By Nicholas Garafola
Image Courtesy of the NREL.
Are consumers who conserve fuel responsible for fuel tax revenue shortages? According to the budget proposed by the North Carolina state senate, the answer is yes. The budget proposes a registration fee for hybrid and electric vehicles.
Such vehicles have become popular with consumers, who purchase them in response to increasing fuel prices and out of concern for the environment. The North Carolina State Senate’s proposed registration fee ($50 for hybrid and $100 for electric vehicles) may not be out of reach for many vehicle owners, but it punishes consumer decisions that reduce carbon footprint and ensure cleaner air for their communities.
North Carolina depends on revenue from fuel taxes to fund transportation construction and maintenance. As the overall fuel efficiency of American’s fleet has increased and Americans have altered their driving habits, fuel tax revenues have declined. The challenge for North Carolina is collecting enough revenue to maintain roads. Lawmakers can argue that drivers of fuel efficient vehicles need to pay their fair share to cover the costs of roadway use.

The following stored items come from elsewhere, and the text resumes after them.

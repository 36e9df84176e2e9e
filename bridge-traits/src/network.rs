//! Reachability oracle consulted before every ad request.

use crate::error::Result;

#[derive(Debug, Clone, Copy, PartialEq, Eq)]
pub enum NetworkType {
    Cellular,
    WiFi,
    Ethernet,
    /// Connected, but the platform cannot tell how
    Other,
}

#[derive(Debug, Clone, Copy, PartialEq, Eq)]
pub enum NetworkStatus {
    Connected,
    Disconnected,
    /// The platform could not decide; treated as not connected
    Indeterminate,
}

#[derive(Debug, Clone, PartialEq, Eq)]
pub struct NetworkInfo {
    pub status: NetworkStatus,
    /// `None` unless connected
    pub network_type: Option<NetworkType>,
}

impl NetworkInfo {
    pub fn connected(network_type: NetworkType) -> Self {
        Self {
            status: NetworkStatus::Connected,
            network_type: Some(network_type),
        }
    }

    pub fn disconnected() -> Self {
        Self {
            status: NetworkStatus::Disconnected,
            network_type: None,
        }
    }

    pub fn is_connected(&self) -> bool {
        self.status == NetworkStatus::Connected
    }
}

/// Answers "can an ad request leave the device right now".
///
/// The ad coordinator calls [`is_connected`](NetworkMonitor::is_connected)
/// once per fetch and reports `NetworkUnreachable` instead of sending when it
/// returns `false`. Hosts back it with SCNetworkReachability on iOS,
/// ConnectivityManager on Android, and a TCP probe on desktop.
///
/// ```ignore
/// use bridge_traits::network::NetworkMonitor;
///
/// async fn can_request_ads(monitor: &dyn NetworkMonitor) -> bool {
///     monitor.is_connected().await
/// }
/// ```
#[async_trait::async_trait]
pub trait NetworkMonitor: Send + Sync {
    async fn get_network_info(&self) -> Result<NetworkInfo>;

    /// An error from [`get_network_info`](NetworkMonitor::get_network_info)
    /// counts as not connected.
    async fn is_connected(&self) -> bool {
        self.get_network_info()
            .await
            .map(|info| info.is_connected())
            .unwrap_or(false)
    }
}
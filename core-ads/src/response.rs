//! Maps transport outcomes onto [`AdResult`](crate::AdResult).

use bridge_traits::{BridgeError, HttpResponse};
use serde::Deserialize;

use crate::ad::{Ad, AdResponseBody};
use crate::error::{AdError, Result};
use crate::request::FetchRequest;

#[derive(Deserialize)]
struct ErrorBody {
    error: String,
}

pub(crate) fn parse_response(
    outcome: std::result::Result<HttpResponse, BridgeError>,
    request: &FetchRequest,
    request_id: &str,
) -> Result<Ad> {
    let response = outcome.map_err(|e| AdError::RequestFailed {
        status: None,
        message: e.to_string(),
    })?;

    if !response.is_success() {
        let message = response
            .json::<ErrorBody>()
            .map(|body| body.error)
            .unwrap_or_else(|_| format!("Ad server returned HTTP {}", response.status));
        return Err(AdError::RequestFailed {
            status: Some(response.status),
            message,
        });
    }

    if response.body.is_empty() {
        return Err(AdError::InvalidResponse("empty response body".to_string()));
    }

    let body: AdResponseBody = serde_json::from_slice(&response.body)
        .map_err(|e| AdError::InvalidResponse(format!("malformed ad payload: {}", e)))?;

    if body.html.trim().is_empty() {
        return Err(AdError::InvalidResponse(
            "ad payload has no html".to_string(),
        ));
    }

    Ok(Ad::from_response(
        body,
        request.ad_type,
        &request.placement,
        request_id,
    ))
}
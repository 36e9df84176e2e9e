//! Time-related abstractions backed by `tokio::time`.
//!
//! ```rust
//! use core_async::time::{sleep, Duration, Instant};
//!
//! async fn example() {
//!     let start = Instant::now();
//!     sleep(Duration::from_millis(5)).await;
//!     assert!(start.elapsed() >= Duration::from_millis(5));
//! }
//! ```

pub use tokio::time::{error::Elapsed, interval, sleep, sleep_until, timeout, Interval, Sleep};

pub use std::time::{Duration, Instant};
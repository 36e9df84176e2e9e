//! Serialization tests for tracking events

use chrono::{TimeZone, Utc};
use core_tracking::{keys, EventItem, TrackingEvent, TrackingError};

#[test]
fn test_purchase_event_params() {
    let checkin = Utc.with_ymd_and_hms(2024, 3, 1, 12, 0, 0).unwrap();
    let checkout = Utc.with_ymd_and_hms(2024, 3, 4, 10, 0, 0).unwrap();

    let event = TrackingEvent::with_name(keys::EVENT_RESERVATION)
        .unwrap()
        .revenue(199.5, keys::CURRENCY_USD)
        .ref_id("order-17")
        .content("hotel", "sf-001")
        .quantity(2)
        .dates(checkin, Some(checkout))
        .attribute(1, "summer")
        .unwrap()
        .attribute(5, "promo")
        .unwrap();

    let params = event.to_params().unwrap();

    assert_eq!(params[keys::SITE_EVENT_NAME], "reservation");
    assert_eq!(params[keys::REVENUE], "199.5");
    assert_eq!(params[keys::CURRENCY_CODE], "USD");
    assert_eq!(params[keys::REF_ID], "order-17");
    assert_eq!(params[keys::EVENT_CONTENT_TYPE], "hotel");
    assert_eq!(params[keys::EVENT_CONTENT_ID], "sf-001");
    assert_eq!(params[keys::EVENT_QUANTITY], "2");
    assert_eq!(params[keys::EVENT_DATE1], checkin.timestamp().to_string());
    assert_eq!(params[keys::EVENT_DATE2], checkout.timestamp().to_string());
    assert_eq!(params[keys::EVENT_ATTRIBUTE_SUB1], "summer");
    assert_eq!(params[keys::EVENT_ATTRIBUTE_SUB5], "promo");
    assert!(!params.contains_key(keys::EVENT_ATTRIBUTE_SUB2));
    assert!(!params.contains_key(keys::EVENT_RATING));
}

#[test]
fn test_items_travel_in_body() {
    let event = TrackingEvent::with_name(keys::EVENT_PURCHASE)
        .unwrap()
        .items([
            EventItem::new("coins", 0.99, 3),
            EventItem::new("gems", 4.99, 1).with_revenue(3.99),
        ]);

    let body = event.to_body().unwrap().unwrap();
    let data = body[keys::DATA].as_array().unwrap();

    assert_eq!(data.len(), 2);
    assert_eq!(data[0][keys::ITEM], "coins");
    assert_eq!(data[0][keys::QUANTITY], 3);
    assert_eq!(data[1][keys::REVENUE], 3.99);
}

#[test]
fn test_invalid_item_fails_serialization() {
    let event = TrackingEvent::with_name(keys::EVENT_PURCHASE)
        .unwrap()
        .item(EventItem::new("coins", f64::NAN, 1));

    assert!(matches!(
        event.to_params(),
        Err(TrackingError::InvalidAmount { .. })
    ));
}

#[test]
fn test_event_roundtrips_through_json() {
    let event = TrackingEvent::with_id(1001)
        .unwrap()
        .rating(4.5)
        .search_string("red shoes");

    let json = serde_json::to_string(&event).unwrap();
    let back: TrackingEvent = serde_json::from_str(&json).unwrap();
    assert_eq!(back, event);
}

Aside from the fact that the proposed fee does not account for the frequency of road use or differences between lightweight and heavy vehicles, the proposed fee structure fails to account for differences in fuel consumption among hybrid models.
Given the recent advances in fuel efficiency, lawmakers need to examine the dependence on fuel tax revenues for roadway maintenance. The revenue shortfall indicates that the fuel tax does not adequately account for the costs of roadway use.
The proposal comes as many other efforts in the general assembly aim to reduce regulation or additional taxes. If drivers of hybrid and electric vehicles are “getting away” with paying modest amounts of fuel tax, the tax burden falls proportionately on drivers of vehicles that consume more fuel, along with the cost of fuel.
A way forward entails examining the bigger picture. When considering sources of revenue, lawmakers should be mindful of the consumer interest in efficient transportation. Given the impacts of vehicle fuel consumption, pollution and the increased wear associated with large vehicles on roadways, a logical proposal would not target lightweight and efficient vehicles.
North Carolinians are choosing fuel efficient vehicles because they want to save money and protect the health of their communities. The current fuel tax structure may not be adequate, but charging the owners of hybrid and electric vehicles a roadway fee is counterproductive to reducing consumption of and pollution from fossil fuels. Moving forward, North Carolina needs to address revenues while continuing to promote fuel efficiency.